LISTED RECORDS:
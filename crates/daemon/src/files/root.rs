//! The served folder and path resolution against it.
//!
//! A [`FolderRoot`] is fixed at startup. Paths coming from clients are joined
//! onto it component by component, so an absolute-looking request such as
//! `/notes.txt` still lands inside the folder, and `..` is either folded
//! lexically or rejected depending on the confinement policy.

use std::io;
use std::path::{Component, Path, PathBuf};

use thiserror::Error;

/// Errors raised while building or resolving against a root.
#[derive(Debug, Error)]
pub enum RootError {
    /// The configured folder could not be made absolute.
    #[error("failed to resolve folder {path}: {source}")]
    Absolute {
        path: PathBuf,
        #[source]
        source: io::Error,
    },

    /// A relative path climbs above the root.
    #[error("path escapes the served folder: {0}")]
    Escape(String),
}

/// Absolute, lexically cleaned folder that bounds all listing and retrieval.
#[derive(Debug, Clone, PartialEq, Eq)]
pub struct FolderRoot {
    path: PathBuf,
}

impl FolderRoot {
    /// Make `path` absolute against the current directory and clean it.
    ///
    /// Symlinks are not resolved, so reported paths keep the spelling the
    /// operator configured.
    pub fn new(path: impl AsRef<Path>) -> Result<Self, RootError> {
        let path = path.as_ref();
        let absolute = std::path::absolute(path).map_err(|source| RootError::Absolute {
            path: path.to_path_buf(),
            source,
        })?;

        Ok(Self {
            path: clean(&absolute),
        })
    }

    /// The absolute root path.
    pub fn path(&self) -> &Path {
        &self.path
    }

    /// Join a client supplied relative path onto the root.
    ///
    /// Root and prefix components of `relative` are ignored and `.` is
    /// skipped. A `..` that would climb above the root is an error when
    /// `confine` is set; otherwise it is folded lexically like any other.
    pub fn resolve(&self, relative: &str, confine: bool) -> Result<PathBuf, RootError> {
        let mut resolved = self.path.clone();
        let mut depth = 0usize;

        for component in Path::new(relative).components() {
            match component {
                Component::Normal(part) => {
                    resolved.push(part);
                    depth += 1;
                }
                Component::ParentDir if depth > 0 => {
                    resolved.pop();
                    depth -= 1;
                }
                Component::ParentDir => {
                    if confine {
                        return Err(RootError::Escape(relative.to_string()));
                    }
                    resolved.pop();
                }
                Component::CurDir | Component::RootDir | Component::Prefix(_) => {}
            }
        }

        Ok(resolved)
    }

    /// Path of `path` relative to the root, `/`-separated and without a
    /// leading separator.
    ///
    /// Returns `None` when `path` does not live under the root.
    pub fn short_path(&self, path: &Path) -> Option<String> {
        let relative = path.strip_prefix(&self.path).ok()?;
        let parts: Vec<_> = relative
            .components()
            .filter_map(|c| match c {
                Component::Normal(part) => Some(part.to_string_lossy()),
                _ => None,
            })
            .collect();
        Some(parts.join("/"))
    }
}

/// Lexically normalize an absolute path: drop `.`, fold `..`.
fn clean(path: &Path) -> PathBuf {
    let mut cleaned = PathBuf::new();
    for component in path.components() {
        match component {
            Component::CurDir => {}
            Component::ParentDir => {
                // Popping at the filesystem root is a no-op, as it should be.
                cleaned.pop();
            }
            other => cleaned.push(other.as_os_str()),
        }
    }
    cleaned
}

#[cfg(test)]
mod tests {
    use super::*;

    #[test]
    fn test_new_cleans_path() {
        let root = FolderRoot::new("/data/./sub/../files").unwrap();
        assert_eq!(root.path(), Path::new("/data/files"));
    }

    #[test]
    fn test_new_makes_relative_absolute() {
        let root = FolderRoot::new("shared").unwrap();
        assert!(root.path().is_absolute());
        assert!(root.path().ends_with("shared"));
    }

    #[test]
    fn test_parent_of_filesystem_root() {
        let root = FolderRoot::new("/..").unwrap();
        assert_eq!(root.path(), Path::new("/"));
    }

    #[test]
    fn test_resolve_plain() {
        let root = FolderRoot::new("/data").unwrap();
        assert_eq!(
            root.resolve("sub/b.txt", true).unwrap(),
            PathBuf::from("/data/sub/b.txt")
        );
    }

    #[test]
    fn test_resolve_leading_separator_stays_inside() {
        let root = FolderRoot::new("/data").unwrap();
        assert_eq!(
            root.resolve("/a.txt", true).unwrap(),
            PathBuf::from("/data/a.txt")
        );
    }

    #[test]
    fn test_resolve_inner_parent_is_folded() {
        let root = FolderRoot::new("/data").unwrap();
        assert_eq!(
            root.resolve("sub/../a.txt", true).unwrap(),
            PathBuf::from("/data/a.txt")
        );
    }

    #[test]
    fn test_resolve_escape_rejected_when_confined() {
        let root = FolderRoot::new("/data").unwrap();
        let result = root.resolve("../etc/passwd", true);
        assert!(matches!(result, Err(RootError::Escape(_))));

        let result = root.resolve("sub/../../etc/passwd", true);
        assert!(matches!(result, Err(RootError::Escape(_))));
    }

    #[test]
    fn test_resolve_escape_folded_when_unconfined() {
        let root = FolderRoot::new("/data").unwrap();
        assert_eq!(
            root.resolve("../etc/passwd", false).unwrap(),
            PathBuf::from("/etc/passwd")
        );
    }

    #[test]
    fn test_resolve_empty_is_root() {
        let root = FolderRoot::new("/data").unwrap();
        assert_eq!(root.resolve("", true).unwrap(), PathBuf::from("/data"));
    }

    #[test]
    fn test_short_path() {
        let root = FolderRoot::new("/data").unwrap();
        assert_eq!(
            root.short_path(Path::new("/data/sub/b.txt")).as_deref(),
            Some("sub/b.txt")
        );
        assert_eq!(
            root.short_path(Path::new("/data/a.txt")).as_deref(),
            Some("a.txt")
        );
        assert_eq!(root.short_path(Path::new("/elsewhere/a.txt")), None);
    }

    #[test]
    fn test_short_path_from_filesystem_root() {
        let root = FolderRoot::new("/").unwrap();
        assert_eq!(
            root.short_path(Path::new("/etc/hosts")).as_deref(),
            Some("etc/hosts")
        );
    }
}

EXERCISE REQUIREMENTS:
Report each line of the data that includes the string "CurDir".

WRITTEN RESPONSE:
                Component::CurDir | Component::RootDir | Component::Prefix(_) => {}
            Component::CurDir => {}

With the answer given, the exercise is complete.